━━━ Excerpted data ━━━
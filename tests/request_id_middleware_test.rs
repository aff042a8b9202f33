// SPDX-License-Identifier: MIT OR Apache-2.0
// Copyright (c) 2025 Pierre Fitness Intelligence

//! Integration tests for request ID middleware
//!
//! Tests the request ID middleware functionality including:
//! - UUID generation for each request
//! - Request ID propagation through request/response lifecycle
//! - Request ID availability in handlers via extensions

#![allow(clippy::unwrap_used, clippy::expect_used)]

use axum::{
    body::{to_bytes, Body},
    http::{Request as HttpRequest, StatusCode},
    middleware,
    routing::get,
    Extension, Router,
};
use pierre_mcp_server::middleware::request_id::{request_id_middleware, RequestId};
use std::error::Error;
use tower::ServiceExt;
use uuid::Uuid;

const REQUEST_ID_HEADER: &str = "x-request-id";

async fn test_handler(Extension(request_id): Extension<RequestId>) -> String {
    format!("Request ID: {}", request_id.as_str())
}

#[tokio::test]
async fn test_request_id_middleware_generates_id() -> Result<(), Box<dyn Error>> {
    let app = Router::new()
        .route("/", get(test_handler))
        .layer(middleware::from_fn(request_id_middleware));

    let request = HttpRequest::builder().uri("/").body(Body::empty())?;

    let response = app.oneshot(request).await?;

    // Check that response has request ID header
    let request_id_header = response.headers().get(REQUEST_ID_HEADER);
    assert!(request_id_header.is_some(), "Request ID header not present");

    // Verify it's a valid UUID format
    if let Some(header_value) = request_id_header {
        let request_id_str = header_value.to_str()?;
        assert!(
            Uuid::parse_str(request_id_str).is_ok(),
            "Request ID is not a valid UUID"
        );
    }

    Ok(())
}

#[tokio::test]
async fn test_request_id_available_in_handler() -> Result<(), Box<dyn Error>> {
    let app = Router::new()
        .route("/", get(test_handler))
        .layer(middleware::from_fn(request_id_middleware));

    let request = HttpRequest::builder().uri("/").body(Body::empty())?;

    let response = app.oneshot(request).await?;

    assert_eq!(response.status(), StatusCode::OK);

    // The handler should successfully access the request ID
    let body = to_bytes(response.into_body(), usize::MAX).await?;
    let body_str = String::from_utf8(body.to_vec())?;
    assert!(body_str.starts_with("Request ID: "));

    Ok(())
}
━━━
» **Exercise prompt**
Give each line of the records above again, unchanged.

» **Solved problem**
filename tests/request_id_middleware_test.rs
repository aff042a8b9202f33
// SPDX-License-Identifier: MIT OR Apache-2.0
// Copyright (c) 2025 Pierre Fitness Intelligence

//! Integration tests for request ID middleware
//!
//! Tests the request ID middleware functionality including:
//! - UUID generation for each request
//! - Request ID propagation through request/response lifecycle
//! - Request ID availability in handlers via extensions

#![allow(clippy::unwrap_used, clippy::expect_used)]

use axum::{
    body::{to_bytes, Body},
    http::{Request as HttpRequest, StatusCode},
    middleware,
    routing::get,
    Extension, Router,
};
use pierre_mcp_server::middleware::request_id::{request_id_middleware, RequestId};
use std::error::Error;
use tower::ServiceExt;
use uuid::Uuid;

const REQUEST_ID_HEADER: &str = "x-request-id";

async fn test_handler(Extension(request_id): Extension<RequestId>) -> String {
    format!("Request ID: {}", request_id.as_str())
}

#[tokio::test]
async fn test_request_id_middleware_generates_id() -> Result<(), Box<dyn Error>> {
    let app = Router::new()
        .route("/", get(test_handler))
        .layer(middleware::from_fn(request_id_middleware));

    let request = HttpRequest::builder().uri("/").body(Body::empty())?;

    let response = app.oneshot(request).await?;

    // Check that response has request ID header
    let request_id_header = response.headers().get(REQUEST_ID_HEADER);
    assert!(request_id_header.is_some(), "Request ID header not present");

    // Verify it's a valid UUID format
    if let Some(header_value) = request_id_header {
        let request_id_str = header_value.to_str()?;
        assert!(
            Uuid::parse_str(request_id_str).is_ok(),
            "Request ID is not a valid UUID"
        );
    }

    Ok(())
}

#[tokio::test]
async fn test_request_id_available_in_handler() -> Result<(), Box<dyn Error>> {
    let app = Router::new()
        .route("/", get(test_handler))
        .layer(middleware::from_fn(request_id_middleware));

    let request = HttpRequest::builder().uri("/").body(Body::empty())?;

    let response = app.oneshot(request).await?;

    assert_eq!(response.status(), StatusCode::OK);

    // The handler should successfully access the request ID
    let body = to_bytes(response.into_body(), usize::MAX).await?;
    let body_str = String::from_utf8(body.to_vec())?;
    assert!(body_str.starts_with("Request ID: "));

    Ok(())
}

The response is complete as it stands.